Crypto Mining Tax: Capital Gains

Unless miners hold cryptocurrencies indefinitely, any gain, whether from a fiat or digital transaction, is a taxable event. And since the IRS treats bitcoin as property, sales involving cryptocurrencies are subject to capital gains tax.

When maneuvering through the tax maze, miners have several cost-saving cards at their disposal. Miners can often avoid additional capital gains or losses if they swap tokens for fiat currency immediately upon receipt. Why? Because in such cases, the cryptocurrency’s value doesn’t change much, if at all. Another way limit property tax on acquired coins is gifting.
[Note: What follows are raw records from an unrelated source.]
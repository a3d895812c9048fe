//! YAML loader with custom tag support
//!
//! - `!include path` - Include another YAML file, relative to the including file
//! - `!env_var VAR [default]` - Environment variable substitution

use crate::error::{ConfigError, ConfigResult};
use serde_yaml::Value;
use std::collections::HashSet;
use std::fs;
use std::path::{Path, PathBuf};
use tracing::{debug, trace};

/// YAML loader that expands `!include` and `!env_var`
pub struct YamlLoader {
    /// Base directory for resolving relative paths
    base_dir: PathBuf,
    /// Files currently being loaded, for cycle detection
    include_stack: HashSet<PathBuf>,
}

impl YamlLoader {
    pub fn new(base_dir: impl Into<PathBuf>) -> Self {
        Self {
            base_dir: base_dir.into(),
            include_stack: HashSet::new(),
        }
    }

    /// Load and process a YAML file
    pub fn load_file(&mut self, path: impl AsRef<Path>) -> ConfigResult<Value> {
        let path = self.resolve_path(path.as_ref());
        debug!(path = %path.display(), "Loading YAML file");

        if self.include_stack.contains(&path) {
            return Err(ConfigError::CircularInclude { path });
        }

        let content = fs::read_to_string(&path).map_err(|e| ConfigError::ReadFile {
            path: path.clone(),
            source: e,
        })?;

        self.include_stack.insert(path.clone());
        let result = self.load_string(&content, &path);
        self.include_stack.remove(&path);

        result
    }

    /// Load and process YAML from a string
    pub fn load_string(&mut self, content: &str, source_path: &Path) -> ConfigResult<Value> {
        let value: Value = serde_yaml::from_str(content).map_err(|e| ConfigError::ParseYaml {
            path: source_path.to_path_buf(),
            source: e,
        })?;

        self.process_value(value, source_path)
    }

    fn process_value(&mut self, value: Value, source_path: &Path) -> ConfigResult<Value> {
        match value {
            Value::Tagged(tagged) => self.process_tagged(*tagged, source_path),
            Value::Mapping(map) => {
                let mut result = serde_yaml::Mapping::new();
                for (k, v) in map {
                    let v = self.process_value(v, source_path)?;
                    result.insert(k, v);
                }
                Ok(Value::Mapping(result))
            }
            Value::Sequence(seq) => seq
                .into_iter()
                .map(|v| self.process_value(v, source_path))
                .collect::<ConfigResult<Vec<_>>>()
                .map(Value::Sequence),
            _ => Ok(value),
        }
    }

    fn process_tagged(
        &mut self,
        tagged: serde_yaml::value::TaggedValue,
        source_path: &Path,
    ) -> ConfigResult<Value> {
        let tag = tagged.tag.to_string();
        trace!(tag = %tag, value = ?tagged.value, "Processing tag");

        match tag.as_str() {
            "!include" => {
                let include_path = self.value_to_path(&tagged.value, source_path)?;
                if !include_path.exists() {
                    return Err(ConfigError::IncludeNotFound { path: include_path });
                }
                debug!(path = %include_path.display(), "Including file");
                self.load_file(&include_path)
            }
            "!env_var" => process_env_var(tagged.value),
            _ => {
                // Unknown tag, keep it but process the inner value
                let value = self.process_value(tagged.value, source_path)?;
                Ok(Value::Tagged(Box::new(serde_yaml::value::TaggedValue {
                    tag: tagged.tag,
                    value,
                })))
            }
        }
    }

    /// Convert a YAML value to a path, relative to the source file
    fn value_to_path(&self, value: &Value, source_path: &Path) -> ConfigResult<PathBuf> {
        let Value::String(path_str) = value else {
            return Err(ConfigError::InvalidIncludePath {
                path: format!("{value:?}"),
                reason: "path must be a string".to_string(),
            });
        };

        let path = Path::new(path_str.trim());
        if path.is_absolute() {
            return Ok(path.to_path_buf());
        }
        let base_dir = source_path
            .parent()
            .filter(|p| !p.as_os_str().is_empty())
            .unwrap_or(&self.base_dir);
        Ok(base_dir.join(path))
    }

    fn resolve_path(&self, path: &Path) -> PathBuf {
        if path.is_absolute() {
            path.to_path_buf()
        } else {
            self.base_dir.join(path)
        }
    }

    pub fn base_dir(&self) -> &Path {
        &self.base_dir
    }
}

/// `!env_var NAME` or `!env_var NAME default text`
fn process_env_var(value: Value) -> ConfigResult<Value> {
    let spec = match value {
        Value::String(spec) => spec,
        other => {
            return Err(ConfigError::EnvVarSyntax {
                found: format!("{other:?}"),
            })
        }
    };

    let spec = spec.trim();
    let (name, default) = match spec.split_once(char::is_whitespace) {
        Some((name, default)) => (name, Some(default.trim())),
        None => (spec, None),
    };

    match (std::env::var(name), default) {
        (Ok(value), _) => {
            debug!(var = name, "Substituted env var");
            Ok(Value::String(value))
        }
        (Err(_), Some(default)) => {
            debug!(var = name, "Env var not set, using default");
            // Parse the default so `!env_var PORT 4950` stays numeric
            Ok(serde_yaml::from_str(default).unwrap_or_else(|_| Value::String(default.to_string())))
        }
        (Err(_), None) => Err(ConfigError::EnvVarNotFound {
            var: name.to_string(),
        }),
    }
}

/// Load a YAML file with tag processing, relative to `base_dir`
pub fn load_yaml(base_dir: impl Into<PathBuf>, file: impl AsRef<Path>) -> ConfigResult<Value> {
    YamlLoader::new(base_dir).load_file(file)
}

#[cfg(test)]
mod tests {
    use super::*;
    use tempfile::TempDir;

    fn write_file(dir: &Path, name: &str, content: &str) {
        let path = dir.join(name);
        if let Some(parent) = path.parent() {
            fs::create_dir_all(parent).unwrap();
        }
        fs::write(path, content).unwrap();
    }

    fn get<'a>(value: &'a Value, key: &str) -> &'a Value {
        value.get(key).unwrap_or_else(|| panic!("missing key {key}"))
    }

    #[test]
    fn test_include_relative_to_including_file() {
        let dir = TempDir::new().unwrap();
        write_file(dir.path(), "parts/backend.yaml", "kind: serial\nextra: !include more.yaml\n");
        write_file(dir.path(), "parts/more.yaml", "device: /dev/ttyUSB0\n");
        write_file(dir.path(), "main.yaml", "backend: !include parts/backend.yaml\n");

        let value = load_yaml(dir.path(), "main.yaml").unwrap();
        let backend = get(&value, "backend");
        assert_eq!(get(backend, "kind").as_str(), Some("serial"));
        assert_eq!(get(get(backend, "extra"), "device").as_str(), Some("/dev/ttyUSB0"));
    }

    fn err_text(loader: &mut YamlLoader, yaml: &str) -> String {
        loader
            .load_string(yaml, Path::new("inline.yaml"))
            .unwrap_err()
            .to_string()
    }

    #[test]
    fn test_missing_include() {
        let dir = TempDir::new().unwrap();
        write_file(dir.path(), "main.yaml", "a: !include nope.yaml\n");
        assert!(matches!(
            load_yaml(dir.path(), "main.yaml"),
            Err(ConfigError::IncludeNotFound { .. })
        ));
    }

    #[test]
    fn test_circular_include() {
        let dir = TempDir::new().unwrap();
        write_file(dir.path(), "a.yaml", "b: !include b.yaml\n");
        write_file(dir.path(), "b.yaml", "a: !include a.yaml\n");
        assert!(matches!(
            load_yaml(dir.path(), "a.yaml"),
            Err(ConfigError::CircularInclude { .. })
        ));
    }

    #[test]
    fn test_env_var_with_and_without_default() {
        std::env::set_var("PAD_CONFIG_TEST_HOST", "10.0.0.7");
        let mut loader = YamlLoader::new(".");
        let value = loader
            .load_string(
                "host: !env_var PAD_CONFIG_TEST_HOST\nport: !env_var PAD_CONFIG_TEST_UNSET_PORT 4950\n",
                Path::new("inline.yaml"),
            )
            .unwrap();
        assert_eq!(get(&value, "host").as_str(), Some("10.0.0.7"));
        assert_eq!(get(&value, "port").as_u64(), Some(4950));

        let err = loader
            .load_string("x: !env_var PAD_CONFIG_TEST_UNSET\n", Path::new("inline.yaml"))
            .unwrap_err();
        assert!(matches!(err, ConfigError::EnvVarNotFound { var } if var == "PAD_CONFIG_TEST_UNSET"));
        assert_eq!(
            err_text(&mut loader, "x: !env_var PAD_CONFIG_TEST_UNSET\n"),
            "`!env_var PAD_CONFIG_TEST_UNSET` is unset and has no default"
        );

        let err = loader
            .load_string("x: !env_var [1, 2]\n", Path::new("inline.yaml"))
            .unwrap_err();
        assert!(matches!(err, ConfigError::EnvVarSyntax { .. }));
    }

    #[test]
    fn test_unknown_tag_is_kept() {
        let mut loader = YamlLoader::new(".");
        let value = loader
            .load_string("x: !custom 3\n", Path::new("inline.yaml"))
            .unwrap();
        assert!(matches!(get(&value, "x"), Value::Tagged(_)));
    }
}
A self-directed IRA also works.

Crypto Mining Tax: Fluctuating Value

Cryptocurrency’s market volatility creates another level of tax complexity. As Coindesk succinctly stated:  “A bad day in the cryptocurrency market can mean the difference between profit and loss, so talented coin miners must be both competent technicians and skilled investors.”

Forks are another tricky, crypto-related tax issue. The American Bar Association’s Section of Taxation sent a letter to the IRS recommending a zero value for new coins at the time of a “fork.”  Despite the ABA’s request, most practitioners take a conservative position and treat forked coins as income (like mined coins).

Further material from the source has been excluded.